====== SUPPLIED MATERIAL
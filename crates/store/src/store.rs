//! The daemon's only durable state: a single embedded SQLite database behind
//! typed operations. Callers never see raw transactions; SQL errors are
//! surfaced as-is.

use std::path::Path;
use std::str::FromStr;
use std::time::Duration;

use chrono::{DateTime, Utc};
use sqlx::sqlite::{SqliteConnectOptions, SqliteJournalMode, SqlitePoolOptions, SqliteRow};
use sqlx::{Row, SqlitePool};
use tracing::{debug, info};

use holocene_core::{
    ApiToken, ArchiveService, ArchiveSnapshot, Book, Link, LinkStatus, Paper, ReadingStatus,
    SnapshotStatus, TrustTier, User,
};
use holocene_core::{canonicalize_url, normalize_doi, retry_delay};
use holocene_core::link::LinkHealthStats;

use crate::error::StoreError;
use crate::migrations::{self, MigrationRecord};

/// Result of an idempotent insert: the row id and whether it was created by
/// this call.
#[derive(Debug, Clone, Copy, PartialEq, Eq)]
pub struct UpsertOutcome {
    pub id: i64,
    pub was_new: bool,
}

/// Handle to the embedded store. Cheap to clone; all clones share one pool.
#[derive(Clone)]
pub struct Store {
    pool: SqlitePool,
}

impl Store {
    /// Open (creating if missing) the database at `path`, enable WAL and
    /// foreign keys, and apply pending migrations.
    pub async fn open(path: &Path) -> Result<Self, StoreError> {
        let options = SqliteConnectOptions::new()
            .filename(path)
            .create_if_missing(true)
            .journal_mode(SqliteJournalMode::Wal)
            .foreign_keys(true)
            .busy_timeout(Duration::from_secs(5));

        let pool = SqlitePoolOptions::new()
            .max_connections(5)
            .connect_with(options)
            .await?;

        migrations::apply_migrations(&pool).await?;
        info!(path = %path.display(), "store opened");
        Ok(Self { pool })
    }

    /// Open a private in-memory database. Used by tests and one-shot tooling.
    pub async fn open_in_memory() -> Result<Self, StoreError> {
        let options = SqliteConnectOptions::from_str("sqlite::memory:")
            .map_err(sqlx::Error::from)?
            .foreign_keys(true);

        // One connection: each sqlite in-memory database is per-connection.
        let pool = SqlitePoolOptions::new()
            .max_connections(1)
            .connect_with(options)
            .await?;

        migrations::apply_migrations(&pool).await?;
        Ok(Self { pool })
    }

    /// Close the pool. Idempotent.
    pub async fn close(&self) {
        self.pool.close().await;
        debug!("store closed");
    }

    pub async fn migration_history(&self) -> Result<Vec<MigrationRecord>, StoreError> {
        migrations::migration_history(&self.pool).await
    }

    /// Cheap connectivity probe for health endpoints.
    pub async fn ping(&self) -> Result<(), StoreError> {
        sqlx::query("SELECT 1").execute(&self.pool).await?;
        Ok(())
    }
}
============
Repeat all of the data shown above, exactly as it appears.

RESPONSE TO THIS EXERCISE:
filename crates/store/src/store.rs
//! The daemon's only durable state: a single embedded SQLite database behind
//! typed operations. Callers never see raw transactions; SQL errors are
//! surfaced as-is.

use std::path::Path;
use std::str::FromStr;
use std::time::Duration;

use chrono::{DateTime, Utc};
use sqlx::sqlite::{SqliteConnectOptions, SqliteJournalMode, SqlitePoolOptions, SqliteRow};
use sqlx::{Row, SqlitePool};
use tracing::{debug, info};

use holocene_core::{
    ApiToken, ArchiveService, ArchiveSnapshot, Book, Link, LinkStatus, Paper, ReadingStatus,
    SnapshotStatus, TrustTier, User,
};
use holocene_core::{canonicalize_url, normalize_doi, retry_delay};
use holocene_core::link::LinkHealthStats;

use crate::error::StoreError;
use crate::migrations::{self, MigrationRecord};

/// Result of an idempotent insert: the row id and whether it was created by
/// this call.
#[derive(Debug, Clone, Copy, PartialEq, Eq)]
pub struct UpsertOutcome {
    pub id: i64,
    pub was_new: bool,
}

/// Handle to the embedded store. Cheap to clone; all clones share one pool.
#[derive(Clone)]
pub struct Store {
    pool: SqlitePool,
}

impl Store {
    /// Open (creating if missing) the database at `path`, enable WAL and
    /// foreign keys, and apply pending migrations.
    pub async fn open(path: &Path) -> Result<Self, StoreError> {
        let options = SqliteConnectOptions::new()
            .filename(path)
            .create_if_missing(true)
            .journal_mode(SqliteJournalMode::Wal)
            .foreign_keys(true)
            .busy_timeout(Duration::from_secs(5));

        let pool = SqlitePoolOptions::new()
            .max_connections(5)
            .connect_with(options)
            .await?;

        migrations::apply_migrations(&pool).await?;
        info!(path = %path.display(), "store opened");
        Ok(Self { pool })
    }

    /// Open a private in-memory database. Used by tests and one-shot tooling.
    pub async fn open_in_memory() -> Result<Self, StoreError> {
        let options = SqliteConnectOptions::from_str("sqlite::memory:")
            .map_err(sqlx::Error::from)?
            .foreign_keys(true);

        // One connection: each sqlite in-memory database is per-connection.
        let pool = SqlitePoolOptions::new()
            .max_connections(1)
            .connect_with(options)
            .await?;

        migrations::apply_migrations(&pool).await?;
        Ok(Self { pool })
    }

    /// Close the pool. Idempotent.
    pub async fn close(&self) {
        self.pool.close().await;
        debug!("store closed");
    }

    pub async fn migration_history(&self) -> Result<Vec<MigrationRecord>, StoreError> {
        migrations::migration_history(&self.pool).await
    }

    /// Cheap connectivity probe for health endpoints.
    pub async fn ping(&self) -> Result<(), StoreError> {
        sqlx::query("SELECT 1").execute(&self.pool).await?;
        Ok(())
    }
}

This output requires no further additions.